» **Your task**:
Each line from the start of the records through the line containing "use embassy_sync::blocking_mutex::Mutex;" is to be transcribed exactly, and no other line is to be included.

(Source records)
//! 同步原语注册表
//!
//! 启动时按固定顺序一次性创建所有原语，每次创建都扣减内核对象配额。
//! 失败时在串口输出 `"<name> Failed\r\n"` 并继续启动 (降级模式)，
//! 成功输出 `"<name> Created\r\n"`。句柄在进程生命周期内有效，从不销毁。
//!
//! 创建顺序:
//!
//! ```text
//!   Temp / Sensor / Failure / RUN TIME / OFF STATE 信号
//!   -> Uart 互斥锁
//!   -> 温度 / 等级 / 状态 / 诊断等级 队列
//!   -> 队列集 (成员: 等级队列、故障信号、关闭信号)
//!   -> 事件组 -> 去抖定时器
//! ```
//!
//! 降级模式下使用创建失败的原语是致命错误 ([`Fault::MissingHandle`])。

use core::cell::RefCell;

use embassy_sync::blocking_mutex::raw::CriticalSectionRawMutex;
use embassy_sync::blocking_mutex::Mutex;
use embassy_sync::once_lock::OnceLock;
use embassy_time::Duration;
use portable_atomic::{AtomicU8, Ordering};

use crate::config::{
    DEBOUNCE_DELAY_MS, SIZE_LEVEL_OF_HEATING_AND_FAILURE_QUEUE_SET, SIZE_LEVEL_OF_HEATING_QUEUE,
    SIZE_LEVEL_OF_HEATING_UART_QUEUE, SIZE_STATE_OF_HEATING_QUEUE, SIZE_TEMPERATURE_QUEUE,
};
use crate::fault::{fatal, Fault};
use crate::hw::SerialPort;
use crate::kernel::{ObjectKind, PriorityTable, Quota};
use crate::sync::event_group::BUTTON_PRESSED;
use crate::sync::{BinarySignal, BoundedQueue, EventGroup, MemberId, PiMutex, QueueSet};
use crate::tasks::{HeatingLevel, HeatingState, Setpoint};
use crate::timer::{SoftTimer, TimerMode};
use crate::util::log::*;

pub type TemperatureQueue = BoundedQueue<u8, SIZE_TEMPERATURE_QUEUE>;
pub type LevelQueue = BoundedQueue<HeatingLevel, SIZE_LEVEL_OF_HEATING_QUEUE>;
pub type StateQueue = BoundedQueue<HeatingState, SIZE_STATE_OF_HEATING_QUEUE>;
pub type UartLevelQueue = BoundedQueue<HeatingLevel, SIZE_LEVEL_OF_HEATING_UART_QUEUE>;

const TEMP_SIGNAL: &str = "Temp Semphr";
const SENSOR_SIGNAL: &str = "Sensor Semphr";
const FAILURE_SIGNAL: &str = "Failure Semphr";
const REPORT_SIGNAL: &str = "RUN TIME Semphr";
const OFF_STATE_SIGNAL: &str = "OFF STATE Semphr";
const UART_MUTEX: &str = "Uart Mutex";
const TEMPERATURE_QUEUE: &str = "Temperature queue";
const LEVEL_QUEUE: &str = "Level of heating queue";
const STATE_QUEUE: &str = "State of heating queue";
const UART_LEVEL_QUEUE: &str = "Level of heating for uart queue";
const LEVEL_AND_FAILURE_SET: &str = "Level and failure queue set";
const EVENT_GROUP: &str = "Event group";
const DEBOUNCE_TIMER: &str = "Debounce Timer";

/// 队列集成员编号
#[derive(Debug, Clone, Copy, PartialEq, Eq)]
pub struct SetMembers {
    pub level: Option<MemberId>,
    pub failure: Option<MemberId>,
    pub off_state: Option<MemberId>,
}

/// 原语注册表
pub struct Registry<P: SerialPort + Send + 'static> {
    temperature_signal: Option<BinarySignal>,
    sensor_signal: Option<BinarySignal>,
    failure_signal: Option<BinarySignal>,
    reporting_signal: Option<BinarySignal>,
    off_state_signal: Option<BinarySignal>,
    uart: Option<PiMutex<P>>,
    /// 互斥锁创建失败时串口留在这里，仅供启动诊断使用
    boot_serial: Mutex<CriticalSectionRawMutex, RefCell<Option<P>>>,
    temperature_queue: Option<TemperatureQueue>,
    level_queue: Option<LevelQueue>,
    state_queue: Option<StateQueue>,
    uart_level_queue: Option<UartLevelQueue>,
    level_and_failure_set: Option<QueueSet>,
    members: OnceLock<SetMembers>,
    event_group: Option<EventGroup>,
    debounce_timer: Option<SoftTimer<Registry<P>>>,
    setpoint: Setpoint,
    priorities: &'static PriorityTable,
    failures: AtomicU8,
}

/// 输出一行创建结果
fn report<P: SerialPort>(serial: &mut P, name: &str, ok: bool) {
    serial.send_str(name);
    serial.send_str(if ok { " Created\r\n" } else { " Failed\r\n" });
}

/// 扣减配额并创建对象
fn create<P: SerialPort, T>(
    quota: &mut Quota,
    serial: &mut P,
    failures: &mut u8,
    name: &str,
    kind: ObjectKind,
    build: impl FnOnce() -> T,
) -> Option<T> {
    let created = quota.charge(kind).ok().map(|()| build());
    if created.is_none() {
        *failures += 1;
    }
    report(serial, name, created.is_some());
    created
}

/// 去抖定时器到期: 置位按键事件 (定时器服务上下文)
fn debounce_expired<P: SerialPort + Send + 'static>(registry: &Registry<P>) {
    registry.event_group().set_bits(BUTTON_PRESSED);
}

impl<P: SerialPort + Send + 'static> Registry<P> {
    /// 按固定顺序创建所有原语
    ///
    /// 串口在诊断输出结束后移入互斥锁; 互斥锁创建失败时串口保留为
    /// 启动诊断通道，任务创建结果仍能输出。
    pub fn create(quota: &mut Quota, priorities: &'static PriorityTable, mut serial: P) -> Self {
        let s = &mut serial;
        let mut failures = 0u8;
        let f = &mut failures;

        let binary = ObjectKind::BinarySemaphore;
        let temperature_signal = create(quota, s, f, TEMP_SIGNAL, binary, BinarySignal::new);
        let sensor_signal = create(quota, s, f, SENSOR_SIGNAL, binary, BinarySignal::new);
        let failure_signal = create(quota, s, f, FAILURE_SIGNAL, binary, BinarySignal::new);
        let reporting_signal = create(quota, s, f, REPORT_SIGNAL, binary, BinarySignal::new);
        let off_state_signal = create(quota, s, f, OFF_STATE_SIGNAL, binary, BinarySignal::new);
        let uart_ok = create(quota, s, f, UART_MUTEX, ObjectKind::Mutex, || ()).is_some();

        let temperature_queue = create(
            quota,
            s,
            f,
            TEMPERATURE_QUEUE,
            ObjectKind::Queue { length: SIZE_TEMPERATURE_QUEUE, item_size: 1 },
            TemperatureQueue::new,
        );
        let level_queue = create(
            quota,
            s,
            f,
            LEVEL_QUEUE,
            ObjectKind::Queue { length: SIZE_LEVEL_OF_HEATING_QUEUE, item_size: 1 },
            LevelQueue::new,
        );
        let state_queue = create(
            quota,
            s,
            f,
            STATE_QUEUE,
            ObjectKind::Queue { length: SIZE_STATE_OF_HEATING_QUEUE, item_size: 1 },
            StateQueue::new,
        );
        let uart_level_queue = create(
            quota,
            s,
            f,
            UART_LEVEL_QUEUE,
            ObjectKind::Queue { length: SIZE_LEVEL_OF_HEATING_UART_QUEUE, item_size: 1 },
            UartLevelQueue::new,
        );

        let level_and_failure_set = QueueSet::create(quota, SIZE_LEVEL_OF_HEATING_AND_FAILURE_QUEUE_SET).ok();
        if level_and_failure_set.is_none() {
            *f += 1;
        }
        report(s, LEVEL_AND_FAILURE_SET, level_and_failure_set.is_some());

        let event_group = create(quota, s, f, EVENT_GROUP, ObjectKind::EventGroup, EventGroup::new);
        let debounce_timer = create(quota, s, f, DEBOUNCE_TIMER, ObjectKind::Timer, || {
            SoftTimer::new(
                DEBOUNCE_TIMER,
                Duration::from_millis(DEBOUNCE_DELAY_MS),
                TimerMode::OneShot,
                0,
                debounce_expired::<P>,
            )
        });

        let (uart, boot_serial) = if uart_ok {
            (Some(PiMutex::new(serial, priorities)), None)
        } else {
            (None, Some(serial))
        };

        if failures > 0 {
            log_warn!("Registry degraded: {} objects failed", failures);
        } else {
            log_info!("Registry ready, {} bytes left", quota.remaining());
        }

        Self {
            temperature_signal,
            sensor_signal,
            failure_signal,
            reporting_signal,
            off_state_signal,
            uart,
            boot_serial: Mutex::new(RefCell::new(boot_serial)),
            temperature_queue,
            level_queue,
            state_queue,
            uart_level_queue,
            level_and_failure_set,
            members: OnceLock::new(),
            event_group,
            debounce_timer,
            setpoint: Setpoint::new(),
            priorities,
            failures: AtomicU8::new(failures),
        }
    }

    /// 把等级队列、故障信号、关闭信号加入队列集 (仅启动阶段调用一次)
    ///
    /// 缺失的集合或成员被跳过; 加入失败计入降级。
    pub fn attach_queue_set_members(&'static self) -> SetMembers {
        let mut members = SetMembers {
            level: None,
            failure: None,
            off_state: None,
        };
        if let Some(set) = &self.level_and_failure_set {
            members.level = self.level_queue.as_ref().and_then(|m| self.join(set, m, LEVEL_QUEUE));
            members.failure = self.failure_signal.as_ref().and_then(|m| self.join(set, m, FAILURE_SIGNAL));
            members.off_state = self.off_state_signal.as_ref().and_then(|m| self.join(set, m, OFF_STATE_SIGNAL));
        }
        if self.members.init(members).is_err() {
            log_warn!("Queue set members already attached");
        }
        self.set_members()
    }

    fn join<M: crate::sync::SetMember>(&self, set: &'static QueueSet, member: &'static M, name: &str) -> Option<MemberId> {
        match set.add_member(member) {
            Ok(id) => Some(id),
            Err(e) => {
                log_warn!("{} not added to queue set: {}", name, e);
                self.failures.fetch_add(1, Ordering::Relaxed);
                None
            }
        }
    }

    /// 队列集成员编号 (未绑定时全部为 `None`)
    pub fn set_members(&self) -> SetMembers {
        self.members.try_get().copied().unwrap_or(SetMembers {
            level: None,
            failure: None,
            off_state: None,
        })
    }

    /// 创建失败的对象数量
    pub fn failures(&self) -> u8 {
        self.failures.load(Ordering::Relaxed)
    }

    pub fn temperature_signal(&self) -> &BinarySignal {
        require(self.temperature_signal.as_ref(), TEMP_SIGNAL)
    }

    pub fn sensor_signal(&self) -> &BinarySignal {
        require(self.sensor_signal.as_ref(), SENSOR_SIGNAL)
    }

    pub fn failure_signal(&self) -> &BinarySignal {
        require(self.failure_signal.as_ref(), FAILURE_SIGNAL)
    }

    pub fn reporting_signal(&self) -> &BinarySignal {
        require(self.reporting_signal.as_ref(), REPORT_SIGNAL)
    }

    pub fn off_state_signal(&self) -> &BinarySignal {
        require(self.off_state_signal.as_ref(), OFF_STATE_SIGNAL)
    }

    /// 串口互斥锁
    pub fn uart(&self) -> &PiMutex<P> {
        require(self.uart.as_ref(), UART_MUTEX)
    }

    /// 串口互斥锁 (降级模式下可能不存在)
    pub fn try_uart(&self) -> Option<&PiMutex<P>> {
        self.uart.as_ref()
    }

    /// 启动阶段诊断输出
    ///
    /// 优先经过串口互斥锁; 互斥锁缺失时直接使用保留的串口。
    /// 互斥锁被占用时丢弃。
    pub fn boot_print(&self, parts: &[&str]) {
        fn emit<P: SerialPort>(serial: &mut P, parts: &[&str]) {
            for part in parts {
                serial.send_str(part);
            }
        }

        match self.try_uart() {
            Some(uart) => {
                if let Some(mut serial) = uart.try_lock_unowned() {
                    emit(&mut *serial, parts);
                }
            }
            None => self.boot_serial.lock(|s| {
                if let Some(serial) = s.borrow_mut().as_mut() {
                    emit(serial, parts);
                }
            }),
        }
    }

    pub fn temperature_queue(&self) -> &TemperatureQueue {
        require(self.temperature_queue.as_ref(), TEMPERATURE_QUEUE)
    }

    pub fn level_queue(&self) -> &LevelQueue {
        require(self.level_queue.as_ref(), LEVEL_QUEUE)
    }

    pub fn state_queue(&self) -> &StateQueue {
        require(self.state_queue.as_ref(), STATE_QUEUE)
    }

    pub fn uart_level_queue(&self) -> &UartLevelQueue {
        require(self.uart_level_queue.as_ref(), UART_LEVEL_QUEUE)
    }

    pub fn level_and_failure_set(&self) -> &QueueSet {
        require(self.level_and_failure_set.as_ref(), LEVEL_AND_FAILURE_SET)
    }

    pub fn event_group(&self) -> &EventGroup {
        require(self.event_group.as_ref(), EVENT_GROUP)
    }

    pub fn debounce_timer(&self) -> &SoftTimer<Registry<P>> {
        require(self.debounce_timer.as_ref(), DEBOUNCE_TIMER)
    }

    /// 用户目标档位
    pub fn setpoint(&self) -> &Setpoint {
        &self.setpoint
    }

    /// 有效优先级表
    pub fn priorities(&self) -> &'static PriorityTable {
        self.priorities
    }
}

#[inline]
fn require<'a, T>(handle: Option<&'a T>, name: &'static str) -> &'a T {
    match handle {
        Some(h) => h,
        None => fatal(Fault::MissingHandle(name)),
    }
}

» **Answer to the problem**:
//! 同步原语注册表
//!
//! 启动时按固定顺序一次性创建所有原语，每次创建都扣减内核对象配额。
//! 失败时在串口输出 `"<name> Failed\r\n"` 并继续启动 (降级模式)，
//! 成功输出 `"<name> Created\r\n"`。句柄在进程生命周期内有效，从不销毁。
//!
//! 创建顺序:
//!
//! ```text
//!   Temp / Sensor / Failure / RUN TIME / OFF STATE 信号
//!   -> Uart 互斥锁
//!   -> 温度 / 等级 / 状态 / 诊断等级 队列
//!   -> 队列集 (成员: 等级队列、故障信号、关闭信号)
//!   -> 事件组 -> 去抖定时器
//! ```
//!
//! 降级模式下使用创建失败的原语是致命错误 ([`Fault::MissingHandle`])。

use core::cell::RefCell;

use embassy_sync::blocking_mutex::raw::CriticalSectionRawMutex;
use embassy_sync::blocking_mutex::Mutex;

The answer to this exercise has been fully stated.